JULIE STONE CHECKED her suit monitors one last time, and stepped cautiously around the barricades that blocked off the inner cavern. The ice floor gleamed in her suit headlight. Ahead of her, the translator squirmed and twisted in its own faint radiance. "All systems normal," she murmured into her helmet comm.
"Telemetry looks good," said Georgia Patwell. Julie's friend's voice could have been coming from light-years away, or inches. She was stationed across the cavern floor, monitoring remote sensors and comm, ready to send in assistance if necessary. Realistically, of course, if the translator did anything that would require her to need help, what were any of them going to be able to do?
"Mass readings are unchanged," Julie reported. "I feel nothing unusual."
"No? Then why the hell is your heart pounding so loud I can hear it without the comm?"
Julie chuckled. "Just trying to keep you folks interested, is all."
The translator was a stark shape against the blue-white frozen nitrogen walls of the cavern. Its black and iridescent globes spun ceaselessly, like turbulent soap bubbles clustered together in the shape of a large top, passing through one another in endless motion, the whole array balanced upon a single black globe.

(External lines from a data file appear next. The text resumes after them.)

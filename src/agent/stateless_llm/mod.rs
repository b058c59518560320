pub mod error;
pub mod gemini_llm;
pub mod sse;
pub mod stateless_llm_interface;

#[cfg(test)]
pub mod scripted_llm;

pub use error::LlmError;
pub use gemini_llm::GeminiLLM;
pub use stateless_llm_interface::*;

Julie wondered if it had ever tipped over, and what would happen if it did.
Why had the translator ignored all efforts at communication by the exoarch and technology transfer teams? And why had it resisted being moved? One month and twenty million dollars worth of ruined equipment later, Julie Stone had been sent to find out.
So far it was showing no sign of noticing her presence.
"Okay, Jul'—Kim says you're cleared to approach the translator." Georgia's voice was calm but dead serious.
Making a conscious effort to breathe slowly and evenly, Julie stepped closer to the translator, until she could almost have reached out and touched the thing. She began to raise a hand but stopped, fearful. She knew what had happened to all those pieces of equipment, melted and vaporized. She stood gazing at the translator, thinking, Who are you really, and what are you doing here? Then she felt it tingling at the edges of her mind. Hello? she thought. Are you there?
*We are here.*
Startled, she cleared her throat, trying to quell a tremble that was beginning somewhere in the middle of her spine, and radiating outward. You are here. Where? In my head?
*Please focus your thoughts.*
Focus my thoughts? Julie hesitated, trying to decide what that meant. Then she recalled a neurolink technique that John had described to her once, and she frowned, trying to produce the kind of inward direction of her thoughts that people used in the neuro. /Is this what you mean?/ she asked silently.
*Better.*
She waited, wondering if the translator would say more.
Instead, it silently reached into her mind and began to blow her thoughts around, like a rising autumn wind stirring up dry leaves. Within moments, her mind was filled with a whirlwind of activity. She froze in place, bewildered, as the wind grew to a cyclone. She felt no pain. She teetered, but did not lose her balance, or consciousness. /What are you doing?/ she whispered. And it answered:
*Preparing.*
She blinked. /Yes . . . but preparing what?/
*Preparing to give you . . . the tools that you will need.*
And then her consciousness did flicker, just for an instant, as if she'd nodded off and caught herself. And when she blinked back from it, she had the oddest sense that an array of glittering points of light had danced around her in the ghostly cavern, speaking to her, and then had vanished before she could ask them who or what they were.
*
"Jul', are you okay? Talk to me, hon'." Georgia was calling insistently—not in a panicky or distraught way, but over and over so as to get her attention.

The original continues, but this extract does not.